From 1961-2014, the nonprofit Human Interaction Research Institute (HIRI) helped nonprofits, funders and communities handle the challenges of innovation and change, using behavioral science strategies. The Institute was based in Los Angeles. Its work ranged from research, to technical assistance on systems change, to disseminating innovations or helping others to do so. The emphasis in all these activities was on the complex human dynamics of change - how to get people personally committed to change and feel rewarded for their involvement, and how to address people's fears and resistances about change.

Under the leadership of President Dr.
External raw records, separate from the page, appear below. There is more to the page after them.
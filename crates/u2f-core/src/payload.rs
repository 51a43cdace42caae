//! Reconstruction of the byte string an authenticator signs.
//!
//! The authenticator signs a fixed concatenation of the application
//! parameter, the presence byte, the counter and the challenge parameter:
//!
//! ```text
//! | appIdHash | presence | counter (BE) | challengeHash |
//! |-----------|----------|--------------|---------------|
//! | 32B       | 1B       | 4B           | 32B           |
//! ```
//!
//! Any deviation from this layout makes every signature fail, so the counter
//! is always written with [`u32::to_be_bytes`].

/// Length of a SHA-256 digest.
pub const HASH_LEN: usize = 32;

/// Length of the signed payload.
pub const SIGNED_PAYLOAD_LEN: usize = HASH_LEN + 1 + 4 + HASH_LEN;

/// Builds the exact message signed by a U2F authenticator.
///
/// # Arguments
///
/// * `app_id_hash` - SHA-256 of the application identifier
/// * `user_presence` - The presence byte from the response
/// * `counter` - The signature counter from the response
/// * `challenge_hash` - SHA-256 of the client data
///
/// # Example
///
/// ```
/// use yubikey_u2f_core::payload::build_signed_payload;
///
/// let payload = build_signed_payload(&[0xAA; 32], 0x01, 1, &[0xBB; 32]);
///
/// assert_eq!(payload.len(), 69);
/// assert_eq!(&payload[32..37], &[0x01, 0x00, 0x00, 0x00, 0x01]);
/// ```
#[must_use]
pub fn build_signed_payload(
    app_id_hash: &[u8; HASH_LEN],
    user_presence: u8,
    counter: u32,
    challenge_hash: &[u8; HASH_LEN],
) -> [u8; SIGNED_PAYLOAD_LEN] {
    let mut payload = [0u8; SIGNED_PAYLOAD_LEN];
    payload[0..32].copy_from_slice(app_id_hash);
    payload[32] = user_presence;
    payload[33..37].copy_from_slice(&counter.to_be_bytes());
    payload[37..69].copy_from_slice(challenge_hash);
    payload
}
Thomas Backer and a multi-disciplinary Board of Directors, the  Institute had a tradition of community service, ranging from individual efforts of staff (working with advocacy and support organizations such as the National Alliance on Mental Illness), to coordinating volunteer groups such as the Entertainment Industry Workplace AIDS Task Force, to hosting (with California State University Northridge) both the first Los Angeles conference on AIDS in the workplace (April 1987) and an April 2003 event on nonprofit capacity building.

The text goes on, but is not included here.